══ DATASET RECORDS ══
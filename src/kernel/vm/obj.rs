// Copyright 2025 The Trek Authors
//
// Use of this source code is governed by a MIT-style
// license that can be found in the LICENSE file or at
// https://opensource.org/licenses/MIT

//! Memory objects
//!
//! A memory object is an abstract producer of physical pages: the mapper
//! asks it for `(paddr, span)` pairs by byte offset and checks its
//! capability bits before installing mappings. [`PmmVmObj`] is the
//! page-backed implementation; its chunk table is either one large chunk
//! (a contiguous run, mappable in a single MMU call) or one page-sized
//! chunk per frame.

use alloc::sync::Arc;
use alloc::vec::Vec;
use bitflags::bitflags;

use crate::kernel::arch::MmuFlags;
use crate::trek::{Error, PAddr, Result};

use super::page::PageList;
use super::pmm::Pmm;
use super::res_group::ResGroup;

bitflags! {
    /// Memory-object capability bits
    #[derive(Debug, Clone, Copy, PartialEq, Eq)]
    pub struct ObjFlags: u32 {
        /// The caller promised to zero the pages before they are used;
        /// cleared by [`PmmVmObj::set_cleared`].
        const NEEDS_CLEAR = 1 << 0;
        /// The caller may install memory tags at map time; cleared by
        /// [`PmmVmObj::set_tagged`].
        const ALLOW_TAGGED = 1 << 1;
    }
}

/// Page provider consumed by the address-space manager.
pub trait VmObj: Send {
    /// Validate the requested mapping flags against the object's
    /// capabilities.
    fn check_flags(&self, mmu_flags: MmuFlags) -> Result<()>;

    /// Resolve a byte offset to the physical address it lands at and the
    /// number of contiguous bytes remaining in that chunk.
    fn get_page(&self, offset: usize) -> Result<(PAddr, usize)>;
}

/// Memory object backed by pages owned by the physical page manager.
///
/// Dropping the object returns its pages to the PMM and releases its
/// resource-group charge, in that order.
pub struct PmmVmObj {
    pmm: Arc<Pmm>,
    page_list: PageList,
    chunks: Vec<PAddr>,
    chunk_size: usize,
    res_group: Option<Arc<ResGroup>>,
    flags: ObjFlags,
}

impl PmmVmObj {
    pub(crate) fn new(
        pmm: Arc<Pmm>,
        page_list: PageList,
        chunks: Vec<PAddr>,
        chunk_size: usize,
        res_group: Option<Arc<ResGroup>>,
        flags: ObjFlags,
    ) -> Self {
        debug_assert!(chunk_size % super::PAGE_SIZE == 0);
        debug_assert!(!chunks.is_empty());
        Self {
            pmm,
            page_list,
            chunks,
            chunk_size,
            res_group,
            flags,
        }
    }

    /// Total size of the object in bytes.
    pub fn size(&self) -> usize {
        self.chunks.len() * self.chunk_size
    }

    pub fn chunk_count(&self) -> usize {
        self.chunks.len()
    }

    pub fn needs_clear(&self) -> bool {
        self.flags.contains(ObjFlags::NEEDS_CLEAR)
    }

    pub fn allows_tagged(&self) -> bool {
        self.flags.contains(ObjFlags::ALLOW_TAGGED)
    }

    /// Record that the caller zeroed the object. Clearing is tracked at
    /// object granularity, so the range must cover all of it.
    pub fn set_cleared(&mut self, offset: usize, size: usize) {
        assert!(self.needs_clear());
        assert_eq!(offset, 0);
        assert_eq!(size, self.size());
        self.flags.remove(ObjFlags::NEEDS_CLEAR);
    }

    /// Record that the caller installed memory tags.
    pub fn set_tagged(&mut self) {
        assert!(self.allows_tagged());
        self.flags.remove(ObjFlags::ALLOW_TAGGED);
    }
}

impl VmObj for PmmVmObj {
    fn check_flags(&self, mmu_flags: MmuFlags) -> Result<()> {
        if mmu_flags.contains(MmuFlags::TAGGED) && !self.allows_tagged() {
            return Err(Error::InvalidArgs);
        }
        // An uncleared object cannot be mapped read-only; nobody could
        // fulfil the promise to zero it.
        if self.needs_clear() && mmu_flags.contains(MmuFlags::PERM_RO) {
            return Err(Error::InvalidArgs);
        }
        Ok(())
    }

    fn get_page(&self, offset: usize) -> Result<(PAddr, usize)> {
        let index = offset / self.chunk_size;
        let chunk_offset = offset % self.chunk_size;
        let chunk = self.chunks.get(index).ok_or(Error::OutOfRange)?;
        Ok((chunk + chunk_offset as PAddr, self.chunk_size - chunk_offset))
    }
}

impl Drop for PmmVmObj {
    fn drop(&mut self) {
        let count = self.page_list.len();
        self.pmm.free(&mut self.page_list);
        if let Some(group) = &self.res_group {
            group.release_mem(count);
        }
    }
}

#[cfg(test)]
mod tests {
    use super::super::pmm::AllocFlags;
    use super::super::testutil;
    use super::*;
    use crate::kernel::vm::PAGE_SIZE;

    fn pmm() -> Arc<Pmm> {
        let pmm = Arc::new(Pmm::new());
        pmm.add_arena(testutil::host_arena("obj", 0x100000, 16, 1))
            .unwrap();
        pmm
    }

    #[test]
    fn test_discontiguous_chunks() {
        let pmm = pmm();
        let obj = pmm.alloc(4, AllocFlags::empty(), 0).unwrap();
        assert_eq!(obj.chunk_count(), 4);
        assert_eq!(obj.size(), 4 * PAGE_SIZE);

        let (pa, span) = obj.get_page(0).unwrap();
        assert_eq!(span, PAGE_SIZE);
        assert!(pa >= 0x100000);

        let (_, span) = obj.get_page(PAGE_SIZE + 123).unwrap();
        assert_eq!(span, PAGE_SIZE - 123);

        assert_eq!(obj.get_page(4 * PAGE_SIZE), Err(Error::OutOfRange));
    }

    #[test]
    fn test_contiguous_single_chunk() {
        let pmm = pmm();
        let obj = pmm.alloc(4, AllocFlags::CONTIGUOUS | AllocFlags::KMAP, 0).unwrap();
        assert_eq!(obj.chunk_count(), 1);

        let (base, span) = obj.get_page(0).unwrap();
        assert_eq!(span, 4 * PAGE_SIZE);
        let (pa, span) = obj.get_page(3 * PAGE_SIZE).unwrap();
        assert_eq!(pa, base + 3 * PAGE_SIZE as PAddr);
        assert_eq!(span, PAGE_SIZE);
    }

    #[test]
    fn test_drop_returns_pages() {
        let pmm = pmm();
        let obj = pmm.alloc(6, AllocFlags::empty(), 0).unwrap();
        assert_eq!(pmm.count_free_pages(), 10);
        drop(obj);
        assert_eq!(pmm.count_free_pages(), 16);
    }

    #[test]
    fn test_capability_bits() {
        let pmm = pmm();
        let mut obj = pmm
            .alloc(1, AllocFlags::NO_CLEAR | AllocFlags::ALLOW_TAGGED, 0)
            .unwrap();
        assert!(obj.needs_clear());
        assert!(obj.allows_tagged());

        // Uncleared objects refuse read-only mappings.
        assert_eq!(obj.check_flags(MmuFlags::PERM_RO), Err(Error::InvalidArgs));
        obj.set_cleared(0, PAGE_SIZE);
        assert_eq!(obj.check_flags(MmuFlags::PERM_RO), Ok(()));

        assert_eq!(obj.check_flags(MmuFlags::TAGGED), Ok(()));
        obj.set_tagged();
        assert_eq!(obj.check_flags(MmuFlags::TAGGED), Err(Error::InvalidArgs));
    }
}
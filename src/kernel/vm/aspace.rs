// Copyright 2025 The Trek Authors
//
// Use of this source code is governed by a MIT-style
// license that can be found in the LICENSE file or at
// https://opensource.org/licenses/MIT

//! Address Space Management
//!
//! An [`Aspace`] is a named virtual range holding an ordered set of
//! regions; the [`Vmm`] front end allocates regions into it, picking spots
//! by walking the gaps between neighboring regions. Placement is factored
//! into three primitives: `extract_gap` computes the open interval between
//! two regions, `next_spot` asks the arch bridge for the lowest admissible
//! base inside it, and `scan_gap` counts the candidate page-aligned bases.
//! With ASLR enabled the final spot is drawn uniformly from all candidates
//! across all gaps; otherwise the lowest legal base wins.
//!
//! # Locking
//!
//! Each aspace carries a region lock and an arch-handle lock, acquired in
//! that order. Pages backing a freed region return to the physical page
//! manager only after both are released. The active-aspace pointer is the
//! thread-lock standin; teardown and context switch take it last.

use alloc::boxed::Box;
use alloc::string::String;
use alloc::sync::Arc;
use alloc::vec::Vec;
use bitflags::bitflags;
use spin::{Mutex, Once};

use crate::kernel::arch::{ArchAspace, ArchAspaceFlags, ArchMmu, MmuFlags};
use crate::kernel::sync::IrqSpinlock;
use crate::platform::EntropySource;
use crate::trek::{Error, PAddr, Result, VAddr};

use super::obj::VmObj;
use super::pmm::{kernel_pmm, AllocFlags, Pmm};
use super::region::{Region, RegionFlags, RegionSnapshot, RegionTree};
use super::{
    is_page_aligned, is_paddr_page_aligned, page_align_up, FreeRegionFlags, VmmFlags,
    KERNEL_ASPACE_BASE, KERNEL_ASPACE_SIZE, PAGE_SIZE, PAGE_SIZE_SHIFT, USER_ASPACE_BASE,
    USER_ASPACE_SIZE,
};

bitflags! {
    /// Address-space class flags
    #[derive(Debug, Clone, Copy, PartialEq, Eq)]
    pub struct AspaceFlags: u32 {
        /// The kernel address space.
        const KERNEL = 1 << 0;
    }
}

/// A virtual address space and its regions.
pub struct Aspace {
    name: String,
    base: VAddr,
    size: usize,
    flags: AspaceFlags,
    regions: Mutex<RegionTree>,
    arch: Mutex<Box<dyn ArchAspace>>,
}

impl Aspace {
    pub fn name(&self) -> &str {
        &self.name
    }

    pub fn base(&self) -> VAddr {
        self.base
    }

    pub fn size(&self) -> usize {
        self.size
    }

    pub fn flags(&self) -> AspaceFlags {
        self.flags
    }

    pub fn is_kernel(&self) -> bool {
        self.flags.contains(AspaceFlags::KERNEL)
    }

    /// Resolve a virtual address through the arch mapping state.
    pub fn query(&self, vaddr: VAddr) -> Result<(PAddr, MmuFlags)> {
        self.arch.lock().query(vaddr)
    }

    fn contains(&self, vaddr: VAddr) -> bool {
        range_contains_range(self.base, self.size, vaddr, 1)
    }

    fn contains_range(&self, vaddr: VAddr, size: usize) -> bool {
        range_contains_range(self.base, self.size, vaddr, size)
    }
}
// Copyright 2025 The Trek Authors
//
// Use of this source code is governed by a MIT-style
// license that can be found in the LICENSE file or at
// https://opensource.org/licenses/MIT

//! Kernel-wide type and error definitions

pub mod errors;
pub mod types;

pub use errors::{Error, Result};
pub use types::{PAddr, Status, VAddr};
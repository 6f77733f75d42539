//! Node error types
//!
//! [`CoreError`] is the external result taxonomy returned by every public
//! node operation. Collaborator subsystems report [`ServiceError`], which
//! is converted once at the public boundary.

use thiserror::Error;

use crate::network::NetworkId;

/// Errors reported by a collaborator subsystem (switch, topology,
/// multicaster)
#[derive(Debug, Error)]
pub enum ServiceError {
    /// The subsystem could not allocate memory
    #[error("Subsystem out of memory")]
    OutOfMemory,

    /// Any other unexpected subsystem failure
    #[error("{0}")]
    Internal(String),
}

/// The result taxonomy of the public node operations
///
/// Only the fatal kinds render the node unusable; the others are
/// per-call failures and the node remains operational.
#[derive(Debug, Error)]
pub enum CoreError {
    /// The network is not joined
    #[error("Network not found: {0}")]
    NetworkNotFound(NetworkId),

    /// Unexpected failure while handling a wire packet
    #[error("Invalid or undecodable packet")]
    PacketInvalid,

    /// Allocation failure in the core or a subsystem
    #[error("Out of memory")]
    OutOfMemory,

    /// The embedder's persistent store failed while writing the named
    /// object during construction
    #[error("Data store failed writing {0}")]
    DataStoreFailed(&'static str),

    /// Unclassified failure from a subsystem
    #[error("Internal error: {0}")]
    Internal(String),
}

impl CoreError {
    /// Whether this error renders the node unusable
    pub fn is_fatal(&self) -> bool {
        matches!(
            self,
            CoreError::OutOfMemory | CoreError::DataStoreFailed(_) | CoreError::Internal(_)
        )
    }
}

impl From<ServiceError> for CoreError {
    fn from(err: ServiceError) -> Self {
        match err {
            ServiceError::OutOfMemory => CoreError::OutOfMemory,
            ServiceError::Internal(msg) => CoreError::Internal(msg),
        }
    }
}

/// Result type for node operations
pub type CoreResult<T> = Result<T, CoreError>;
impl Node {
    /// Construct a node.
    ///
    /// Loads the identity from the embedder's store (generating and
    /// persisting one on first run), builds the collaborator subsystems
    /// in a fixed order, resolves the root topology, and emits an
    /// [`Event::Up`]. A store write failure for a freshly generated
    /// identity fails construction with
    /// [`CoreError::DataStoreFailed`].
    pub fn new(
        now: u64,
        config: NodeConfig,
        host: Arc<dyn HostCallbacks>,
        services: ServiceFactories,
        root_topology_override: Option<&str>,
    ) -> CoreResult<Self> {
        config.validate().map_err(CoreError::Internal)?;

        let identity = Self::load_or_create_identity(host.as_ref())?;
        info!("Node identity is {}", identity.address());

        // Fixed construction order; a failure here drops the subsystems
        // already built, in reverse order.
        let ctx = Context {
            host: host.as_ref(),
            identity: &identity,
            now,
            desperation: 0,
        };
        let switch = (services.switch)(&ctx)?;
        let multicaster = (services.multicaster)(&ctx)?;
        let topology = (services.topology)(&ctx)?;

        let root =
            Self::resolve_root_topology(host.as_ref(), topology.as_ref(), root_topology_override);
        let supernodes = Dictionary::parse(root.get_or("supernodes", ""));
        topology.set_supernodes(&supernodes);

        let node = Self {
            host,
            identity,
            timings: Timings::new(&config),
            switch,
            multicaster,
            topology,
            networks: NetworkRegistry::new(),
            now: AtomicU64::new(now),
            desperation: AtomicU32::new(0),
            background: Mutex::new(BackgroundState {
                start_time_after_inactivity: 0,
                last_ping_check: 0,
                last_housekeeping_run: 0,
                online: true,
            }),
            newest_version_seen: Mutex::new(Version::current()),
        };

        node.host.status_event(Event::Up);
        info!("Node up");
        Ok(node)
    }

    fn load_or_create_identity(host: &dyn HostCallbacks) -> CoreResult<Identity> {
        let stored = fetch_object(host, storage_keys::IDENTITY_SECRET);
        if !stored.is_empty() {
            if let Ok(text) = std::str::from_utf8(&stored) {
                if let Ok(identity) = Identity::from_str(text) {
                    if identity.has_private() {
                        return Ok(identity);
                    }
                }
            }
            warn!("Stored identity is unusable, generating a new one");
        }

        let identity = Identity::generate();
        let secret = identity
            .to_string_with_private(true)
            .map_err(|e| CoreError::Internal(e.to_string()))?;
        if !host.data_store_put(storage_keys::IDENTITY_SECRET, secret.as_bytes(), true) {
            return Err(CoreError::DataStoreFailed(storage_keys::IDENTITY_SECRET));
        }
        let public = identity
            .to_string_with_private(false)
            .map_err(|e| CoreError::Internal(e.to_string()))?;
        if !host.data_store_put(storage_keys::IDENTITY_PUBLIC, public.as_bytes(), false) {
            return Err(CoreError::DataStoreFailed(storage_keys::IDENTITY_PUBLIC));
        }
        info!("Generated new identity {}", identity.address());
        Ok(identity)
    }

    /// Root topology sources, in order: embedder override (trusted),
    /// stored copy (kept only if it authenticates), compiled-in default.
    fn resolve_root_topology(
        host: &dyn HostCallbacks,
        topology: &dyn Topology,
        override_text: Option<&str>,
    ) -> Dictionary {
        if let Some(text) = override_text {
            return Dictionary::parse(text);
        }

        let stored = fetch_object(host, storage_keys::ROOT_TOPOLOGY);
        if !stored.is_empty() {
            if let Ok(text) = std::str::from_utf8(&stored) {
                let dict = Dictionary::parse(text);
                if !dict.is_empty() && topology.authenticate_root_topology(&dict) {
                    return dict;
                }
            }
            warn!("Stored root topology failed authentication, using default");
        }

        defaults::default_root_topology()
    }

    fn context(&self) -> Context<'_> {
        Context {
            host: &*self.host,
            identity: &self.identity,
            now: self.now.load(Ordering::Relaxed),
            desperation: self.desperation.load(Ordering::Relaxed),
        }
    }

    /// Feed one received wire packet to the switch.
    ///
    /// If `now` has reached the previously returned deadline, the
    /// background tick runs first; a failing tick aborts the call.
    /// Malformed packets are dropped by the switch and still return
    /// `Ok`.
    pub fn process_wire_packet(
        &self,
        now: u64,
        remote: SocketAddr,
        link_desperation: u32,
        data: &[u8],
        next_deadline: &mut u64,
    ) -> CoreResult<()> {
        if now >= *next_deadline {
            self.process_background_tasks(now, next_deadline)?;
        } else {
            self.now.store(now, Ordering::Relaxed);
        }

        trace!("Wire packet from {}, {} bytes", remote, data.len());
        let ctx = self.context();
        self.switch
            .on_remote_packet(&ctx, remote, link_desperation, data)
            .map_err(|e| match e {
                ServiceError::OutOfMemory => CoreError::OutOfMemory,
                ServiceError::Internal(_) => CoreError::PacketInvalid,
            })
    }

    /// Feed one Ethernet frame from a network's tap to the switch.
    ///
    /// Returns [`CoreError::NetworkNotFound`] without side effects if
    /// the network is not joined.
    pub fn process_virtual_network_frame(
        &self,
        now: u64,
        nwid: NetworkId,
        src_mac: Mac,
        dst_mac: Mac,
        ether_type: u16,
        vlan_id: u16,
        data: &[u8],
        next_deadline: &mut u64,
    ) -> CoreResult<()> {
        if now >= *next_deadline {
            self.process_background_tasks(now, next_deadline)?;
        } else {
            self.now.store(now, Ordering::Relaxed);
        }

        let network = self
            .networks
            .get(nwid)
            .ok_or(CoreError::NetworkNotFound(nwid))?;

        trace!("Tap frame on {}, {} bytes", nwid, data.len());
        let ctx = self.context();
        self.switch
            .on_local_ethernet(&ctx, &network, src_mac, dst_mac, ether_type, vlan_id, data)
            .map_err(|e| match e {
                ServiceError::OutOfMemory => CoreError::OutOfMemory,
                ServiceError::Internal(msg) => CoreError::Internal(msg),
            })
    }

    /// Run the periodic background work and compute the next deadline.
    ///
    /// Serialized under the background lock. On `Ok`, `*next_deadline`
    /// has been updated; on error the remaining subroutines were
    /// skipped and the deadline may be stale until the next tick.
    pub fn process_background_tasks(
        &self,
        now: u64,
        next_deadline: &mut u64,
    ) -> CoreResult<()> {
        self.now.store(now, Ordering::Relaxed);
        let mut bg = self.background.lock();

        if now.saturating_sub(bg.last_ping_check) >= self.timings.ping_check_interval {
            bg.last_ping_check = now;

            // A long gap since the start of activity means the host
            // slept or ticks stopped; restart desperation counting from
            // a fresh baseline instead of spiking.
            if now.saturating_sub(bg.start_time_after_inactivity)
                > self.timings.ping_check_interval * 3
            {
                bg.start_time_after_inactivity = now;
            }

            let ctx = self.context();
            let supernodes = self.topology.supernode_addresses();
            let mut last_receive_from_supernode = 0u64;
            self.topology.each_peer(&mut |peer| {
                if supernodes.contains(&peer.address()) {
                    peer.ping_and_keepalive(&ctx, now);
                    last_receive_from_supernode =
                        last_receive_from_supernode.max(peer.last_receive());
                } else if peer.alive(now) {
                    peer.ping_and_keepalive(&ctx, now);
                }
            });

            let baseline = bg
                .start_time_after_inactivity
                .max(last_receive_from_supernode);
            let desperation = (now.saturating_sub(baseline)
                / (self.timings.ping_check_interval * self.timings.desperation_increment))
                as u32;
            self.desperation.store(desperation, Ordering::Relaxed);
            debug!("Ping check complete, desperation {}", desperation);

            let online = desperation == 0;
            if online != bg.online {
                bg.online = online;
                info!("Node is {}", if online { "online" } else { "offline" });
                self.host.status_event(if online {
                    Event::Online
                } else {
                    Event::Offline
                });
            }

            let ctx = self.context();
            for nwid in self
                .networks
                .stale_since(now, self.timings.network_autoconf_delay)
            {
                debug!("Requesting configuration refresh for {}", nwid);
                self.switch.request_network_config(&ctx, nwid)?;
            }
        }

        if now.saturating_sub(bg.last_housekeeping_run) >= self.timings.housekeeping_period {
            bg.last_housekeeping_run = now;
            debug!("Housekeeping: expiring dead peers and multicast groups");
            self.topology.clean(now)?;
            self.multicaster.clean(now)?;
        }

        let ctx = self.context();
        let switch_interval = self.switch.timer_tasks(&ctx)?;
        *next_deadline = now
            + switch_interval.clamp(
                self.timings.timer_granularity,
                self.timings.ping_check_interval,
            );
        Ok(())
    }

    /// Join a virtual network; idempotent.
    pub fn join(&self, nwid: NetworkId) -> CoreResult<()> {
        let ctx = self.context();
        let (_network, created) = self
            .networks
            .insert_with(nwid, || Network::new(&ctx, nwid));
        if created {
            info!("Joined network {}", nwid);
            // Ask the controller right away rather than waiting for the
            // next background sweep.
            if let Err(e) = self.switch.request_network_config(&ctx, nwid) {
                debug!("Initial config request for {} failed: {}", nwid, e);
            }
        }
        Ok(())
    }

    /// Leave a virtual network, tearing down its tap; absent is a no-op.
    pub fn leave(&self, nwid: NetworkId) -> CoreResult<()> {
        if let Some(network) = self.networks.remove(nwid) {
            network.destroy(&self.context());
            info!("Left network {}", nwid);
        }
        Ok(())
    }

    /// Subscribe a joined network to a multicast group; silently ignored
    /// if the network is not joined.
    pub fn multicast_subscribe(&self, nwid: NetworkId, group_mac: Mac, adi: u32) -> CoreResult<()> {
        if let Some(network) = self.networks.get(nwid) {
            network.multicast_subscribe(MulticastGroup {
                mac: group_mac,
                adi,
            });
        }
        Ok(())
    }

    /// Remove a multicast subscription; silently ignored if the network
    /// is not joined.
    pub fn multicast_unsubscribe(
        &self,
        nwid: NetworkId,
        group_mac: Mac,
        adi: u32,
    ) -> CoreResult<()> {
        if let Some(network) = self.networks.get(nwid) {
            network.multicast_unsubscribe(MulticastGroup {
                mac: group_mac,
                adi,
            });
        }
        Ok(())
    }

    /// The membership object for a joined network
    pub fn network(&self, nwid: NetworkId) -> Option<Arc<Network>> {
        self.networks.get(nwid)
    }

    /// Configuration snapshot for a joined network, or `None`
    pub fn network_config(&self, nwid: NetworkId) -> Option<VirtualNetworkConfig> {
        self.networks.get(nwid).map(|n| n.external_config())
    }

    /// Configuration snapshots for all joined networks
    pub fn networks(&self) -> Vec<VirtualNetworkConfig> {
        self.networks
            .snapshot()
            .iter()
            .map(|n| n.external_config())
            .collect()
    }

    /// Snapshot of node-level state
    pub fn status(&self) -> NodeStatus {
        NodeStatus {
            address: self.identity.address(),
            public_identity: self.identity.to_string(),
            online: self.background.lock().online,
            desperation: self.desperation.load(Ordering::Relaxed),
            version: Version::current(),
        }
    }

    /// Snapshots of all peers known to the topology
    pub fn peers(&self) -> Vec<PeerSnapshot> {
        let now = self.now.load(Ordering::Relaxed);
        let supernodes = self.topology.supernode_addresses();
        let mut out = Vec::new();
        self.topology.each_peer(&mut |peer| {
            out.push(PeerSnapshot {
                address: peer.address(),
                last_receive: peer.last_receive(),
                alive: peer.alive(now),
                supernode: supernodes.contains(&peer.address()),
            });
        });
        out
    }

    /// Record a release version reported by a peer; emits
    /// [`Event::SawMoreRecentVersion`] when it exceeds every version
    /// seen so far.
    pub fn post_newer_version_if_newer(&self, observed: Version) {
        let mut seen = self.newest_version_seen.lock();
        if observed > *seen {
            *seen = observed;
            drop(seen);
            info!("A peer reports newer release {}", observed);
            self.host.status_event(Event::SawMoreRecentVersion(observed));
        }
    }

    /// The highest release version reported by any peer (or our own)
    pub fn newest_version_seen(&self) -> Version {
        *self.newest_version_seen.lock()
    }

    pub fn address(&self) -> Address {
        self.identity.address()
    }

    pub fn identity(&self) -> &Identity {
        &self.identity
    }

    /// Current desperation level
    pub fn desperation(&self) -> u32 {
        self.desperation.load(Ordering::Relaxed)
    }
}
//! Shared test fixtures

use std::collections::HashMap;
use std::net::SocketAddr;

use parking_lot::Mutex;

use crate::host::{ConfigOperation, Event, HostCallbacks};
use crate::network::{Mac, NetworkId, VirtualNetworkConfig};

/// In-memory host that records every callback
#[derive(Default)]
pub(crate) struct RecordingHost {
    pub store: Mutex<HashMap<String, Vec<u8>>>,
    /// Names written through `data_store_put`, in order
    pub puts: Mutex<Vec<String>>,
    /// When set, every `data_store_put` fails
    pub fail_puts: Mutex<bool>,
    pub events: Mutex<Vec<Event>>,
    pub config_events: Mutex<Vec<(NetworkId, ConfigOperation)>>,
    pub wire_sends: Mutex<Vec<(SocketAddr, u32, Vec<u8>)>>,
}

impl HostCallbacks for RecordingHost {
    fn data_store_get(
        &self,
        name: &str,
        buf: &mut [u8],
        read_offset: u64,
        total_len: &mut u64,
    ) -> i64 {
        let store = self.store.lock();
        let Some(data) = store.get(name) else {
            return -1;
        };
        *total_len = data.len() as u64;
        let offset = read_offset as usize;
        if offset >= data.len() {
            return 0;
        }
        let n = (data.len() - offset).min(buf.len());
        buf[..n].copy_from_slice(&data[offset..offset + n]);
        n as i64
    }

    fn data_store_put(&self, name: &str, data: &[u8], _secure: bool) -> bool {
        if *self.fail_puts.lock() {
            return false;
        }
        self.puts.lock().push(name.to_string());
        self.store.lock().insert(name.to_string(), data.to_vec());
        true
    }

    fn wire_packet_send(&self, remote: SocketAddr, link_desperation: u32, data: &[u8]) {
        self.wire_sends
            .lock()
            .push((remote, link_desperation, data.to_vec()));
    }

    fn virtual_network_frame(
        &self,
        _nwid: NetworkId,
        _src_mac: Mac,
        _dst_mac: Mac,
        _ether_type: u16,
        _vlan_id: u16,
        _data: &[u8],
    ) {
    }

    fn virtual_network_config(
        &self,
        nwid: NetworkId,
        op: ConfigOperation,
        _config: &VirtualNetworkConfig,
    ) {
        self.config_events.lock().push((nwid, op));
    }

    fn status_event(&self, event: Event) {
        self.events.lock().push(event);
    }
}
═══
EXERCISE OBJECTIVE>
Your job is to return all lines above that hold the word "physical".

RESPONSE>
//! A memory object is an abstract producer of physical pages: the mapper
    /// Resolve a byte offset to the physical address it lands at and the
/// Memory object backed by pages owned by the physical page manager.
//! that order. Pages backing a freed region return to the physical page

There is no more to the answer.